Requirement: Return, exactly as written, all lines from the line containing "(customer name, notes)." to the end of the entries below, with both ends included.

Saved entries
++++++++
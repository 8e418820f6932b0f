//! # Validation Module
//!
//! Turns raw form text into line item fields.
//!
//! ## Validation Strategy
//! ```text
//! ┌─────────────────────────────────────────────────────────────────────────┐
//! │                      Line Item Input Rules                              │
//! │                                                                         │
//! │  name      "  Produk A " ──► trim ──► empty? ──► EmptyName              │
//! │                                                                         │
//! │  quantity  "2"   ──► 2                                                  │
//! │            "2.9" ──► 2      (floored)                                   │
//! │            "0"   ──► 1      (clamped, never rejected)                   │
//! │            "abc" ──► 1      (non-numeric counts as non-positive)        │
//! │                                                                         │
//! │  price     "15000" ──► Rp 15.000                                        │
//! │            "abc"   ──► InvalidPrice                                     │
//! │            ""      ──► InvalidPrice                                     │
//! │            "inf"   ──► InvalidPrice (must be finite)                    │
//! └─────────────────────────────────────────────────────────────────────────┘
//! ```
//!
//! ## Usage
//! ```rust
//! use struk_core::validation::{coerce_quantity, parse_price, validate_item_name};
//!
//! assert_eq!(validate_item_name(" Produk A ").unwrap(), "Produk A");
//! assert_eq!(coerce_quantity("0"), 1);
//! assert!(parse_price("abc").is_err());
//! ```

use crate::error::ValidationError;
use crate::money::Money;

/// Result type for validation operations.
pub type ValidationResult<T> = Result<T, ValidationError>;

/// Minimum quantity of a line item.
pub const MIN_QUANTITY: u32 = 1;

/// Validates an item name and returns it trimmed.
pub fn validate_item_name(name: &str) -> ValidationResult<String> {
    let name = name.trim();
    if name.is_empty() {
        return Err(ValidationError::EmptyName);
    }
    Ok(name.to_string())
}

/// Coerces quantity text to a positive integer.
///
/// Never fails: non-numeric or non-positive input becomes 1, fractions are
/// floored, values past `u32::MAX` saturate.
pub fn coerce_quantity(input: &str) -> u32 {
    let Ok(value) = input.trim().parse::<f64>() else {
        return MIN_QUANTITY;
    };
    if !value.is_finite() {
        return MIN_QUANTITY;
    }

    let floored = value.floor();
    if floored < MIN_QUANTITY as f64 {
        MIN_QUANTITY
    } else if floored >= u32::MAX as f64 {
        u32::MAX
    } else {
        floored as u32
    }
}

/// Parses price text (rupiah) into `Money`.
pub fn parse_price(input: &str) -> ValidationResult<Money> {
    let invalid = || ValidationError::InvalidPrice {
        input: input.to_string(),
    };

    let trimmed = input.trim();
    if trimmed.is_empty() {
        return Err(invalid());
    }

    let value: f64 = trimmed.parse().map_err(|_| invalid())?;
    Money::try_from_rupiah(value).ok_or_else(invalid)
}

/// Normalizes optional free text (customer name, notes).
///
/// Blank text is treated as absent so it is sent as `null`.
pub fn normalize_optional(text: &str) -> Option<String> {
    let trimmed = text.trim();
    if trimmed.is_empty() {
        None
    } else {
        Some(trimmed.to_string())
    }
}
++++++++
Solution below:
/// Normalizes optional free text (customer name, notes).
///
/// Blank text is treated as absent so it is sent as `null`.
pub fn normalize_optional(text: &str) -> Option<String> {
    let trimmed = text.trim();
    if trimmed.is_empty() {
        None
    } else {
        Some(trimmed.to_string())
    }
}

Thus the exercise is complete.